# wireless belkin router



## acstreet (Jan 6, 2006)

hi there 

i have no clue what i am doing and need your help i have the belkin802.11g wireless router and i dont know how to connect my wannado broadband to the wireless connector. may not make sense but hopefully you know what i mean 

right my problem is i dont know how to connect it up with all my uk phone lines etc and i am confused because i get the wireless router to come on but i cant connect to the interntet obviously because i dont no how to connect the wannado broadband  with the router because the broadband modem  has a rj11 output and a usb output and the rj11 goes into the filter in the dsl and thats where the router rj11 needs to go and i plug the usb into the computer so ive got all the router plugged apart from the dsl line cable fing.
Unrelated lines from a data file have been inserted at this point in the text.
//! Once-per-hour chime gate.

use chrono::Timelike;

use crate::config::QuietHours;

/// Hour strikes for a 24-hour clock hour, in 12-hour format: 0 and 12 strike 12
pub const fn strikes_for_hour(hour: u8) -> u8 {
  match hour % 12 {
    0 => 12,
    h => h,
  }
}

pub struct HourlyTrigger {
  last_chimed_hour: Option<u8>,
  quiet_hours: QuietHours,
  strike_window_secs: u8,
}

impl HourlyTrigger {
  pub const fn new(quiet_hours: QuietHours, strike_window_secs: u8) -> Self {
    Self {
      last_chimed_hour: None,
      quiet_hours,
      strike_window_secs,
    }
  }

  /// Decide whether the hourly chime should start now.
  ///
  /// Fires at most once per hour value, in the first `strike_window_secs`
  /// seconds of the hour, outside quiet hours, and only when nothing is
  /// already `playing`. Returns the number of hour strikes.
  pub fn poll(&mut self, time: &impl Timelike, playing: bool) -> Option<u8> {
    if time.minute() != 0 || time.second() >= self.strike_window_secs as u32 {
      return None;
    }
    let hour = time.hour() as u8;
    if self.last_chimed_hour == Some(hour) || playing {
      return None;
    }
    if self.quiet_hours.contains(hour) {
      debug!("quiet hours, no chime at {}:00", hour);
      return None;
    }
    self.last_chimed_hour = Some(hour);
    let strikes = strikes_for_hour(hour);
    info!("hourly chime {}:00, {} strikes", hour, strikes);
    Some(strikes)
  }

  pub fn last_chimed_hour(&self) -> Option<u8> {
    self.last_chimed_hour
  }
}

#[cfg(test)]
mod tests {
  use super::*;
  use crate::config::STRIKE_WINDOW_SECS;
  use chrono::NaiveTime;

  fn hms(h: u32, m: u32, s: u32) -> NaiveTime {
    NaiveTime::from_hms_opt(h, m, s).unwrap()
  }

  fn trigger() -> HourlyTrigger {
    HourlyTrigger::new(QuietHours::default(), STRIKE_WINDOW_SECS)
  }

  #[test]
  fn twelve_hour_strikes() {
    assert_eq!(strikes_for_hour(15), 3);
    assert_eq!(strikes_for_hour(0), 12);
    assert_eq!(strikes_for_hour(12), 12);
    assert_eq!(strikes_for_hour(1), 1);
    assert_eq!(strikes_for_hour(23), 11);
  }

  #[test]
  fn fires_once_through_the_window() {
    let mut trigger = trigger();
    let mut fired = 0;
    // every millisecond of the first two seconds resolves to one of two wall-clock seconds
    for ms in 0..2_000u32 {
      if trigger.poll(&hms(15, 0, ms / 1000), false).is_some() {
        fired += 1;
      }
    }
    assert_eq!(fired, 1);
    assert_eq!(trigger.last_chimed_hour(), Some(15));
  }

  #[test]
  fn returns_strike_count() {
    let mut trigger = trigger();
    assert_eq!(trigger.poll(&hms(15, 0, 0), false), Some(3));
    assert_eq!(trigger.poll(&hms(16, 0, 1), false), Some(4));
  }

  #[test]
  fn outside_window_never_fires() {
    let mut trigger = trigger();
    assert_eq!(trigger.poll(&hms(15, 0, 2), false), None);
    assert_eq!(trigger.poll(&hms(15, 1, 0), false), None);
    assert_eq!(trigger.poll(&hms(15, 59, 59), false), None);
    assert_eq!(trigger.last_chimed_hour(), None);
  }

  #[test]
  fn quiet_hours_suppress() {
    let mut trigger = trigger();
    assert_eq!(trigger.poll(&hms(23, 0, 0), false), None);
    assert_eq!(trigger.poll(&hms(0, 0, 0), false), None);
    assert_eq!(trigger.poll(&hms(7, 0, 0), false), None);
    assert_eq!(trigger.poll(&hms(8, 0, 0), false), Some(8));
    assert_eq!(trigger.poll(&hms(21, 0, 0), false), Some(9));
  }

  #[test]
  fn midnight_strikes_twelve_without_quiet_hours() {
    let mut trigger = HourlyTrigger::new(QuietHours::NONE, STRIKE_WINDOW_SECS);
    assert_eq!(trigger.poll(&hms(0, 0, 0), false), Some(12));
    assert_eq!(trigger.poll(&hms(12, 0, 0), false), Some(12));
  }

  #[test]
  fn busy_player_defers_without_consuming_the_hour() {
    let mut trigger = trigger();
    assert_eq!(trigger.poll(&hms(10, 0, 0), true), None);
    assert_eq!(trigger.last_chimed_hour(), None);
    assert_eq!(trigger.poll(&hms(10, 0, 1), false), Some(10));
  }
}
im sorry in crap at explainin but hopefully but hopefully you know what i mean

i have this router *http://www.argos.co.uk/static/Product/partNumber/6768016.htm*
and i dont have a clue how to connect it so that it recognises the broadband so i can connect it to another computer.

PLEASE HELP I AM GETTIN SO FRUSTRATED

MANY THANKS


----------



## Dropkickmurphys (Jan 6, 2006)

ok,this is what i *think* you need to do.
do you have an ethernet connection on the back of your modem??
*you need to connect an ethernet cable to the back of your modem and the green slot in the back of the router.
*you then need another cable and a computer with an ethernet plug, connect the ethernet cable to the computer.

that should connect A computer to the internet. did you get an instruction manuel with your router??that should help you to set it up from there.

i may be completely wrong about the first part, i set mine up ages ago.


----------



## hancocmc01 (Jan 11, 2006)

I just bought the same from dixons mate...

It has a built in ADSL Modem so you scrap your other modem, you connect via ethernet or USB to the computer i didnt have an ethernet port so just used an old printer USB cable lol. Any ways you then follow the instructions that you get with it... You then setup as it says and it will tell you to go t a webpage type of thing.. you fill in your username and password Ect... Done!

Need any more help just ask


----------



## hancocmc01 (Jan 11, 2006)

So Scrap your other router mate its built in !


----------